One of my favourite memories is of waking up one morning and looking out of the window to see a blanket of snow covering everything in sight, pure and unmarked by any footprint or tyre track. It had a strange luminescence in the half-light of early morning and transformed the mundane into a thing of beauty. All too soon that changed as people began to move, shovelling away to make paths to doorways, clearing snow from cars and a semblance of normal life was resumed.

I find a correlation between that early morning scene and today, the first day of a new year. It, too, is untouched by any activity as we wake up in anticipation of what 2024 might bring. But as soon as we move and go about our daily routine we make footprints in the freshness of this new day, this new year and it becomes just another day, to be sullied by news from around the world of ‘war and rumours of war’, of cruelty and inhumanity and we experience yet again that feeling of helplessness when there is so much wrong with our world and so little that we can do to redress it.

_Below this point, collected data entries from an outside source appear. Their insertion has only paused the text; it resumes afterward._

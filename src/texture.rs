use crate::error::{DemoError, Result};
use crate::guard::Guard;
use crate::renderer::{create_buffer, find_memory_type};

use std::fs;
use std::path::Path;
use std::rc::Rc;

use gfx_hal as hal;

use hal::{
    buffer, command, format as f, image as i, memory as m,
    prelude::*,
    pso,
    queue::QueueGroup,
};

use std::{iter, mem::ManuallyDrop, ptr};

const COLOR_RANGE: i::SubresourceRange = i::SubresourceRange {
    aspects: f::Aspects::COLOR,
    level_start: 0,
    level_count: None,
    layer_start: 0,
    layer_count: None,
};

const TEXEL_BYTES: usize = 4;

/// Reads a PNG from disk and decodes it to 8-bit RGBA.
pub fn load_image(path: &Path) -> Result<image::RgbaImage> {
    let bytes = fs::read(path).map_err(|source| DemoError::FileNotFound {
        path: path.to_path_buf(),
        source,
    })?;
    let decoded = image::load_from_memory_with_format(&bytes, image::ImageFormat::Png)
        .map_err(|source| DemoError::TextureDecode {
            path: path.to_path_buf(),
            source,
        })?;

    let rgba = decoded.to_rgba8();
    log::info!(
        "loaded texture {} ({}x{})",
        path.display(),
        rgba.width(),
        rgba.height()
    );
    Ok(rgba)
}

/// Copies `img` row by row into a buffer whose rows start on multiples of
/// `pitch_alignment` bytes. Returns the data and the padded row pitch.
pub fn pad_rows(img: &image::RgbaImage, pitch_alignment: u32) -> (Vec<u8>, u32) {
    let row_alignment_mask = pitch_alignment.max(1) - 1;
    let row_bytes = img.width() as usize * TEXEL_BYTES;
    let row_pitch = (row_bytes as u32 + row_alignment_mask) & !row_alignment_mask;

    let mut data = vec![0u8; row_pitch as usize * img.height() as usize];
    for (y, row) in img.as_raw().chunks_exact(row_bytes.max(1)).enumerate() {
        let start = y * row_pitch as usize;
        data[start..start + row_bytes].copy_from_slice(row);
    }
    (data, row_pitch)
}

/// A sampled RGBA image living in device memory.
pub struct Texture<B: hal::Backend> {
    device: Rc<B::Device>,
    image: ManuallyDrop<B::Image>,
    memory: ManuallyDrop<B::Memory>,
    view: ManuallyDrop<B::ImageView>,
    sampler: ManuallyDrop<B::Sampler>,
    width: u32,
    height: u32,
}

impl<B: hal::Backend> Texture<B> {
    /// Uploads `img` through a staging buffer and waits for the copy to finish.
    pub fn upload(
        device: Rc<B::Device>,
        memory_types: &[hal::adapter::MemoryType],
        limits: &hal::Limits,
        queue_group: &mut QueueGroup<B>,
        command_pool: &mut B::CommandPool,
        img: &image::RgbaImage,
    ) -> Result<Self> {
        let (width, height) = img.dimensions();
        let (staging_data, row_pitch) =
            pad_rows(img, limits.optimal_buffer_copy_pitch_alignment as u32);

        // Staging resources are destroyed when these guards go out of scope.
        let (staging_buffer, _staging_memory) = create_buffer::<B, u8>(
            &device,
            memory_types,
            buffer::Usage::TRANSFER_SRC,
            &staging_data,
        )?;

        let mut image = Guard::new(
            &device,
            unsafe {
                (*device).create_image(
                    i::Kind::D2(width as i::Size, height as i::Size, 1, 1),
                    1,
                    f::Format::Rgba8Srgb,
                    i::Tiling::Optimal,
                    i::Usage::TRANSFER_DST | i::Usage::SAMPLED,
                    m::SparseFlags::empty(),
                    i::ViewCapabilities::empty(),
                )
            }
            .map_err(|e| DemoError::backend("create texture image", e))?,
            |device, image| unsafe { device.destroy_image(image) },
        );

        let image_req = unsafe { (*device).get_image_requirements(&image) };
        let device_type = find_memory_type(memory_types, image_req.type_mask, m::Properties::DEVICE_LOCAL)?;
        let memory = Guard::new(
            &device,
            unsafe { (*device).allocate_memory(device_type, image_req.size) }
                .map_err(|e| DemoError::backend("allocate texture memory", e))?,
            |device, memory| unsafe { device.free_memory(memory) },
        );

        unsafe { (*device).bind_image_memory(&memory, 0, &mut image) }
            .map_err(|e| DemoError::backend("bind texture memory", e))?;

        let view = Guard::new(
            &device,
            unsafe {
                (*device).create_image_view(
                    &image,
                    i::ViewKind::D2,
                    f::Format::Rgba8Srgb,
                    f::Swizzle::NO,
                    i::Usage::SAMPLED,
                    COLOR_RANGE.clone(),
                )
            }
            .map_err(|e| DemoError::backend("create texture view", e))?,
            |device, view| unsafe { device.destroy_image_view(view) },
        );

        let sampler = Guard::new(
            &device,
            unsafe {
                (*device).create_sampler(&i::SamplerDesc::new(i::Filter::Linear, i::WrapMode::Tile))
            }
            .map_err(|e| DemoError::backend("create sampler", e))?,
            |device, sampler| unsafe { device.destroy_sampler(sampler) },
        );

        let texture = Texture {
            device: device.clone(),
            image: ManuallyDrop::new(image.release()),
            memory: ManuallyDrop::new(memory.release()),
            view: ManuallyDrop::new(view.release()),
            sampler: ManuallyDrop::new(sampler.release()),
            width,
            height,
        };

        let copied = texture.copy_from_staging(
            &*staging_buffer,
            row_pitch,
            queue_group,
            command_pool,
        );

        copied.map(|_| texture)
    }

    fn copy_from_staging(
        &self,
        staging_buffer: &B::Buffer,
        row_pitch: u32,
        queue_group: &mut QueueGroup<B>,
        command_pool: &mut B::CommandPool,
    ) -> Result<()> {
        let mut copy_fence = (*self.device)
            .create_fence(false)
            .map_err(|e| DemoError::backend("create fence", e))?;

        let waited = unsafe {
            let mut cmd_buffer = command_pool.allocate_one(command::Level::Primary);
            cmd_buffer.begin_primary(command::CommandBufferFlags::ONE_TIME_SUBMIT);

            let image_barrier = m::Barrier::Image {
                states: (i::Access::empty(), i::Layout::Undefined)
                    ..(i::Access::TRANSFER_WRITE, i::Layout::TransferDstOptimal),
                target: &*self.image,
                families: None,
                range: COLOR_RANGE.clone(),
            };
            cmd_buffer.pipeline_barrier(
                pso::PipelineStage::TOP_OF_PIPE..pso::PipelineStage::TRANSFER,
                m::Dependencies::empty(),
                iter::once(image_barrier),
            );

            let (width, height) = self.dimensions();
            cmd_buffer.copy_buffer_to_image(
                staging_buffer,
                &self.image,
                i::Layout::TransferDstOptimal,
                iter::once(command::BufferImageCopy {
                    buffer_offset: 0,
                    buffer_width: row_pitch / TEXEL_BYTES as u32,
                    buffer_height: height,
                    image_layers: i::SubresourceLayers {
                        aspects: f::Aspects::COLOR,
                        level: 0,
                        layers: 0..1,
                    },
                    image_offset: i::Offset { x: 0, y: 0, z: 0 },
                    image_extent: i::Extent {
                        width,
                        height,
                        depth: 1,
                    },
                }),
            );

            let image_barrier = m::Barrier::Image {
                states: (i::Access::TRANSFER_WRITE, i::Layout::TransferDstOptimal)
                    ..(i::Access::SHADER_READ, i::Layout::ShaderReadOnlyOptimal),
                target: &*self.image,
                families: None,
                range: COLOR_RANGE.clone(),
            };
            cmd_buffer.pipeline_barrier(
                pso::PipelineStage::TRANSFER..pso::PipelineStage::FRAGMENT_SHADER,
                m::Dependencies::empty(),
                iter::once(image_barrier),
            );

            cmd_buffer.finish();

            queue_group.queues[0].submit(
                iter::once(&cmd_buffer),
                iter::empty(),
                iter::empty(),
                Some(&mut copy_fence),
            );

            let waited = (*self.device).wait_for_fence(&copy_fence, !0);
            command_pool.free(iter::once(cmd_buffer));
            waited
        };

        unsafe { (*self.device).destroy_fence(copy_fence) };
        waited.map_err(|e| DemoError::backend("wait for texture upload", e))?;
        Ok(())
    }

    pub fn dimensions(&self) -> (u32, u32) {
        (self.width, self.height)
    }

    /// Points binding 0 (image) and binding 1 (sampler) of `set` at this texture.
    pub unsafe fn write_descriptors(&self, set: &mut B::DescriptorSet) {
        (*self.device).write_descriptor_set(pso::DescriptorSetWrite {
            set,
            binding: 0,
            array_offset: 0,
            descriptors: vec![
                pso::Descriptor::Image(&*self.view, i::Layout::ShaderReadOnlyOptimal),
                pso::Descriptor::Sampler(&*self.sampler),
            ]
            .into_iter(),
        });
    }
}

impl<B: hal::Backend> Drop for Texture<B> {
    fn drop(&mut self) {
        unsafe {
            (*self.device).destroy_sampler(ManuallyDrop::into_inner(ptr::read(&self.sampler)));
            (*self.device).destroy_image_view(ManuallyDrop::into_inner(ptr::read(&self.view)));
            (*self.device).destroy_image(ManuallyDrop::into_inner(ptr::read(&self.image)));
            (*self.device).free_memory(ManuallyDrop::into_inner(ptr::read(&self.memory)));
        }
    }
}

#[cfg(test)]
mod tests {
    use super::*;
    use std::path::PathBuf;

    #[test]
    fn missing_texture_is_file_not_found() {
        match load_image(Path::new("no/such/retro.png")) {
            Err(DemoError::FileNotFound { path, .. }) => {
                assert_eq!(path, PathBuf::from("no/such/retro.png"))
            }
            other => panic!("expected FileNotFound, got {:?}", other.map(|i| i.dimensions())),
        }
    }

    #[test]
    fn non_png_bytes_are_a_decode_error() {
        let dir = tempfile::tempdir().unwrap();
        let path = dir.path().join("retro.png");
        fs::write(&path, b"not a png").unwrap();

        match load_image(&path) {
            Err(DemoError::TextureDecode { path: p, .. }) => assert_eq!(p, path),
            other => panic!("expected TextureDecode, got {:?}", other.map(|i| i.dimensions())),
        }
    }

    #[test]
    fn shipped_texture_decodes_to_rgba() {
        let path = Path::new(env!("CARGO_MANIFEST_DIR")).join("assets").join("retro.png");
        let img = load_image(&path).unwrap();
        assert!(img.width() > 0 && img.height() > 0);
        assert_eq!(img.as_raw().len(), (img.width() * img.height()) as usize * TEXEL_BYTES);
    }

    #[test]
    fn rows_are_padded_to_the_pitch_alignment() {
        let img = image::RgbaImage::from_fn(3, 2, |x, y| image::Rgba([x as u8, y as u8, 7, 255]));
        let (data, pitch) = pad_rows(&img, 256);
        assert_eq!(pitch, 256);
        assert_eq!(data.len(), 512);
        assert_eq!(&data[0..4], &[0, 0, 7, 255]);
        assert_eq!(&data[256 + 8..256 + 12], &[2, 1, 7, 255]);
        assert!(data[12..256].iter().all(|&b| b == 0));
    }

    #[test]
    fn tight_alignment_keeps_rows_packed() {
        let img = image::RgbaImage::new(5, 3);
        let (data, pitch) = pad_rows(&img, 1);
        assert_eq!(pitch, 20);
        assert_eq!(data.len(), 60);
    }
}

However, Jesus talks about yeast – just a small amount is used in bread-making to enable the bread to rise and increase; a tiny mustard seed can grow into a large tree; the smallest, most insignificant object can be an influence for good. No one is totally helpless, no one is unimportant, we all have a part to play. Also those of us who are pray-ers are aware of the  power of prayer.

It was King George VI who used the following words in his New Year broadcast to the nation, words which have become associated with this time ever since, words of advice, words of hope:

I said to the man who stood at the gate of the year,
‘Give me a light that I may tread safely
into the unknown.’
And he replied,
‘Go into the darkness
and put your hand into the hand of God.
That shall be to you better than light
And safer than a known way.’

As we step forward into the unknown, may we remember that whatever it holds, if we can reach out to the One who loves us, even when we seem to be scrabbling with our fingertips, we will make it through – somehow!